With 50 days until the election, the latest disapproval rating for Trump based on Gallup polling stands at 55 percent. In early September 1992, Bush’s disapproval rating stood at 55 percent as did Carter’s in September 1980. Both incumbents went on to lose their reelection bids less than two months later.
Comparatively, former President Barack Obama had a disapproval rating 11 percentage points lower, at 44 percent, in September of 2012 ahead of his reelection. Former President George W. Bush had a similar disapproval rating of 45 percent at the same point in 2004, while former President Bill Clinton had a disapproval rating of just 31 percent.
Notably, other polling organizations show different disapproval ratings for Trump. The current FiveThirtyEight average shows the president with a disapproval rating of about 52.5 percent compared with 43.1 percent who approve. Conservative firm Rasmussen Reports, which the president has often touted publicly, shows 51 percent of Americans approving of the president while just 48 percent disapprove. The most recent Fox News poll shows the opposite percentages—51 percent disapproving while 48 percent approve.
Meanwhile, all recent national polls show Trump trailing his opponent, Democratic presidential nominee Joe Biden. Both the Real Clear Politics and FiveThirtyEight averages show Biden ahead by more than 7 percentage points.

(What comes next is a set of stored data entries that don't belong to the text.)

//! # PayU Orders
//!
//! PayU REST v2.1 adapter. Every business call is preceded by its own
//! OAuth client-credentials exchange; tokens are not cached.

use crate::config::PayUConfig;
use async_trait::async_trait;
use pay_core::amount::{parse_minor_units, to_minor_string};
use pay_core::{
    CreatePaymentRequest, CreatePaymentResponse, PaymentError, PaymentProvider, PaymentResult,
    PaymentStatus, ProviderId, RefundPaymentRequest, RefundPaymentResponse, SignedParams,
    SortedKeySigner, REFUND_PROCESSING,
};
use reqwest::{redirect, Client, RequestBuilder, StatusCode};
use secrecy::ExposeSecret;
use serde::Deserialize;
use serde_json::{json, Value};
use std::time::Duration;
use tracing::{debug, error, info, instrument, warn};

const PROVIDER: &str = "payu";
const DEFAULT_CUSTOMER_IP: &str = "127.0.0.1";
const SIGNER: SortedKeySigner = SortedKeySigner::SHA256_SIGNATURE;

/// PayU adapter
pub struct PayUProvider {
    config: PayUConfig,
    client: Client,
}

impl PayUProvider {
    pub fn new(config: PayUConfig) -> PaymentResult<Self> {
        // Order creation answers 302 with the JSON body; the redirect is for the buyer, not us.
        let client = Client::builder()
            .timeout(Duration::from_secs(30))
            .redirect(redirect::Policy::none())
            .build()
            .map_err(|e| PaymentError::Configuration(format!("HTTP client: {}", e)))?;

        Ok(Self { config, client })
    }

    pub fn from_env() -> PaymentResult<Self> {
        Self::new(PayUConfig::from_env()?)
    }

    fn url(&self, path: &str) -> String {
        format!("{}{}", self.config.api_base_url, path)
    }

    /// Client-credentials token exchange
    async fn access_token(&self) -> PaymentResult<String> {
        let form = [
            ("grant_type", "client_credentials"),
            ("client_id", self.config.client_id.as_str()),
            ("client_secret", self.config.client_secret.expose_secret().as_str()),
        ];

        let response = self
            .client
            .post(self.url("/pl/standard/user/oauth/authorize"))
            .form(&form)
            .send()
            .await
            .map_err(|e| PaymentError::transport(PROVIDER, e.without_url().to_string()))?;

        let status = response.status();
        if !status.is_success() {
            error!("PayU getAccessToken error: HTTP {}", status);
            return Err(PaymentError::rejection(
                PROVIDER,
                format!("OAuth token request failed: HTTP {}", status),
            ));
        }

        let token: TokenResponse = response
            .json()
            .await
            .map_err(|e| PaymentError::Serialization(format!("Invalid PayU token response: {}", e.without_url())))?;
        Ok(token.access_token)
    }

    /// Fetch a token, send the request with it and decode the JSON answer
    async fn send(&self, request: RequestBuilder) -> PaymentResult<Value> {
        let token = self.access_token().await?;

        let response = request
            .bearer_auth(token)
            .send()
            .await
            .map_err(|e| PaymentError::transport(PROVIDER, e.without_url().to_string()))?;

        let status = response.status();
        let body = response
            .text()
            .await
            .map_err(|e| PaymentError::transport(PROVIDER, e.without_url().to_string()))?;

        let value: Option<Value> = serde_json::from_str(&body).ok();

        if !status.is_success() && status != StatusCode::FOUND {
            let message = value
                .as_ref()
                .and_then(status_message)
                .unwrap_or_else(|| format!("HTTP {}: {}", status, body));
            return Err(PaymentError::rejection(PROVIDER, message));
        }

        let value = value.ok_or_else(|| {
            PaymentError::Serialization("PayU response is not JSON".to_string())
        })?;

        match value.pointer("/status/statusCode").and_then(Value::as_str) {
            Some(code) if !is_success_code(code) => Err(PaymentError::rejection(
                PROVIDER,
                status_message(&value).unwrap_or_else(|| code.to_string()),
            )),
            _ => Ok(value),
        }
    }

    /// Order payload with its `signature` field attached
    fn order_payload(&self, request: &CreatePaymentRequest) -> PaymentResult<Value> {
        let total = to_minor_string(request.amount)?;
        let (first_name, last_name) = request.customer.split_name();
        let customer_ip = request
            .metadata
            .get("customerIp")
            .and_then(Value::as_str)
            .unwrap_or(DEFAULT_CUSTOMER_IP);

        let mut payload = json!({
            "notifyUrl": request.callback_url,
            "customerIp": customer_ip,
            "merchantPosId": self.config.pos_id,
            "description": request.description(),
            "currencyCode": request.currency,
            "totalAmount": total,
            "extOrderId": request.order_id,
            "buyer": {
                "email": request.customer.email,
                "firstName": first_name,
                "lastName": last_name,
                "phone": request.customer.phone.clone().unwrap_or_default(),
            },
            "products": [{
                "name": format!("Order {}", request.order_id),
                "unitPrice": total,
                "quantity": "1",
            }],
        });

        let signature = SIGNER.sign(
            &SignedParams::from_json(&payload),
            self.config.client_secret.expose_secret(),
        );
        payload[SIGNER.hash_field()] = Value::String(signature);
        Ok(payload)
    }

    async fn create_order(&self, request: &CreatePaymentRequest) -> PaymentResult<CreatePaymentResponse> {
        request.validate()?;
        let payload = self.order_payload(request)?;

        let builder = self.client.post(self.url("/api/v2_1/orders")).json(&payload);
        let value = self.send(builder).await?;

        let order_id = value
            .get("orderId")
            .and_then(Value::as_str)
            .ok_or_else(|| PaymentError::Serialization("PayU response has no orderId".to_string()))?
            .to_string();

        Ok(CreatePaymentResponse {
            payment_id: order_id.clone(),
            redirect_url: value.get("redirectUri").and_then(Value::as_str).map(String::from),
            status: PaymentStatus::Pending,
            provider_transaction_id: order_id,
        })
    }

    async fn create_refund(&self, request: &RefundPaymentRequest) -> PaymentResult<RefundPaymentResponse> {
        request.validate()?;

        // Status and refund are two separate calls; a change in between is not detected.
        let order = self.get_payment_status(&request.payment_id).await?;
        let refund_amount = match request.amount {
            Some(amount) => to_minor_string(amount)?,
            None => refundable_amount(&order).ok_or_else(|| {
                PaymentError::RefundPrecondition(format!(
                    "No totalAmount reported for order {}",
                    request.payment_id
                ))
            })?,
        };

        let payload = json!({
            "orderId": request.payment_id,
            "refund": {
                "amount": refund_amount,
                "description": request.reason.clone().unwrap_or_else(|| "Refund".to_string()),
            },
        });

        let builder = self
            .client
            .post(self.url(&format!("/api/v2_1/orders/{}/refunds", request.payment_id)))
            .json(&payload);
        let value = self.send(builder).await?;

        let refund_id = value
            .pointer("/refund/refundId")
            .or_else(|| value.get("refundId"))
            .or_else(|| value.get("orderId"))
            .and_then(Value::as_str)
            .unwrap_or(request.payment_id.as_str())
            .to_string();
        let status = value
            .pointer("/refund/status")
            .or_else(|| value.pointer("/status/statusCode"))
            .and_then(Value::as_str)
            .unwrap_or(REFUND_PROCESSING)
            .to_string();

        Ok(RefundPaymentResponse {
            refund_id,
            status,
            amount: parse_minor_units(&refund_amount)?,
        })
    }
}

fn is_success_code(code: &str) -> bool {
    code == "SUCCESS" || code.starts_with("WARNING_CONTINUE")
}

fn status_message(value: &Value) -> Option<String> {
    let status = value.get("status")?;
    status
        .get("statusDesc")
        .or_else(|| status.get("statusCode"))
        .and_then(Value::as_str)
        .map(String::from)
}

/// `totalAmount` at the top level or on the first order of a retrieve response
fn refundable_amount(order: &Value) -> Option<String> {
    order
        .get("totalAmount")
        .or_else(|| order.pointer("/orders/0/totalAmount"))
        .and_then(|v| match v {
            Value::String(s) => Some(s.clone()),
            Value::Number(n) => Some(n.to_string()),
            _ => None,
        })
}

/// `OpenPayu-Signature` is either a bare digest or
/// `sender=...;signature=...;algorithm=...;content=DOCUMENT`
fn signature_value(header: &str) -> &str {
    header
        .split(';')
        .filter_map(|part| part.trim().split_once('='))
        .find(|(key, _)| *key == "signature")
        .map(|(_, value)| value)
        .unwrap_or_else(|| header.trim())
}

#[async_trait]
impl PaymentProvider for PayUProvider {
    #[instrument(skip(self, request), fields(provider = PROVIDER, order_id = %request.order_id))]
    async fn create_payment(
        &self,
        request: &CreatePaymentRequest,
    ) -> PaymentResult<CreatePaymentResponse> {
        let response = self.create_order(request).await.map_err(|e| {
            error!("PayU createPayment error: {}", e);
            e
        })?;
        info!("Created PayU order: id={}", response.payment_id);
        Ok(response)
    }

    #[instrument(skip(self), fields(provider = PROVIDER))]
    async fn get_payment_status(&self, provider_transaction_id: &str) -> PaymentResult<Value> {
        let builder = self
            .client
            .get(self.url(&format!("/api/v2_1/orders/{}", provider_transaction_id)));
        self.send(builder).await.map_err(|e| {
            error!("PayU getPaymentStatus error: {}", e);
            e
        })
    }

    #[instrument(skip(self, request), fields(provider = PROVIDER, payment_id = %request.payment_id))]
    async fn refund_payment(
        &self,
        request: &RefundPaymentRequest,
    ) -> PaymentResult<RefundPaymentResponse> {
        let response = self.create_refund(request).await.map_err(|e| {
            error!("PayU refundPayment error: {}", e);
            e
        })?;
        info!("Created PayU refund: id={}, amount={}", response.refund_id, response.amount);
        Ok(response)
    }

    fn verify_webhook_signature(&self, payload: &[u8], signature: &str) -> bool {
        let secret = self.config.client_secret.expose_secret();
        if secret.is_empty() || signature.trim().is_empty() {
            warn!("PayU webhook verification error: missing secret or signature");
            return false;
        }

        let document: Value = match serde_json::from_slice(payload) {
            Ok(document) => document,
            Err(e) => {
                warn!("PayU webhook verification error: {}", e);
                return false;
            }
        };

        let valid = SIGNER.verify(&SignedParams::from_json(&document), secret, signature_value(signature));
        debug!("PayU webhook signature valid={}", valid);
        valid
    }

    fn provider_id(&self) -> ProviderId {
        ProviderId::PayU
    }
}

#[derive(Debug, Deserialize)]
struct TokenResponse {
    access_token: String,
}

The best recent national poll for Trump was carried out by Rasmussen Reports from September 2 to 8, showing Biden ahead with 48 percent support while Trump trailed close behind by 2 points with just 46 percent. But a Reuters/Ipsos poll from September 3 to 8 showed Biden ahead by 12 percentage points—backed by 52 percent of voters as opposed to just 40 percent who supported Trump.
Trump and officials with his reelection campaign have consistently dismissed negative polling, saying that most polls and pollsters are biased against the president and Republicans. They regularly point to 2016, when most analysts and polls suggested that former Democratic nominee Hillary Clinton would beat Trump. Clinton actually ended up losing big in the Electoral College, although she won nearly 3 million more individual votes.

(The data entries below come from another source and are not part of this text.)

//! # PayPal Configuration

use pay_core::PaymentError;
use secrecy::SecretString;
use std::env;

const SANDBOX_API_URL: &str = "https://api-m.sandbox.paypal.com";
const LIVE_API_URL: &str = "https://api-m.paypal.com";

/// PayPal REST app credentials
#[derive(Debug, Clone)]
pub struct PayPalConfig {
    pub client_id: String,

    pub client_secret: SecretString,

    /// Shared secret for notification HMACs; empty rejects every webhook
    pub webhook_secret: SecretString,

    pub sandbox: bool,

    /// API base URL
    pub api_base_url: String,
}

impl PayPalConfig {
    /// Load configuration from environment variables.
    ///
    /// Required: `PAYPAL_CLIENT_ID`, `PAYPAL_CLIENT_SECRET`.
    /// Optional: `PAYPAL_WEBHOOK_SECRET`, `PAYPAL_SANDBOX` (`true`), `PAYPAL_API_URL`.
    pub fn from_env() -> Result<Self, PaymentError> {
        dotenvy::dotenv().ok();

        let required = |name: &str| {
            env::var(name)
                .ok()
                .filter(|v| !v.is_empty())
                .ok_or_else(|| PaymentError::Configuration(format!("{} not set", name)))
        };

        let mut config = Self::new(required("PAYPAL_CLIENT_ID")?, required("PAYPAL_CLIENT_SECRET")?)
            .with_sandbox(env::var("PAYPAL_SANDBOX").map(|v| v == "true").unwrap_or(false));
        config.webhook_secret = SecretString::new(env::var("PAYPAL_WEBHOOK_SECRET").unwrap_or_default());
        if let Ok(url) = env::var("PAYPAL_API_URL") {
            config.api_base_url = url;
        }
        Ok(config)
    }

    /// Create config with explicit values (live endpoint)
    pub fn new(client_id: impl Into<String>, client_secret: impl Into<String>) -> Self {
        Self {
            client_id: client_id.into(),
            client_secret: SecretString::new(client_secret.into()),
            webhook_secret: SecretString::new(String::new()),
            sandbox: false,
            api_base_url: LIVE_API_URL.to_string(),
        }
    }

    /// Switch environment; also moves the base URL to the matching default
    pub fn with_sandbox(mut self, sandbox: bool) -> Self {
        self.sandbox = sandbox;
        self.api_base_url = if sandbox { SANDBOX_API_URL } else { LIVE_API_URL }.to_string();
        self
    }

    pub fn with_webhook_secret(mut self, secret: impl Into<String>) -> Self {
        self.webhook_secret = SecretString::new(secret.into());
        self
    }

    /// Builder: set custom API base URL (for testing)
    pub fn with_api_base_url(mut self, url: impl Into<String>) -> Self {
        self.api_base_url = url.into();
        self
    }
}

But the president has seen a notable decline in support in his approval rating amid the coronavirus pandemic. Polling released Sunday by ABC News/Washington Post/Ipsos showed that just over two-thirds (67 percent) of Americans believe Trump was too slow to respond to the pandemic. Furthermore, 68 percent said that they do not trust what the president says about the pandemic, while just 35 percent said they approve of his response to the national crisis.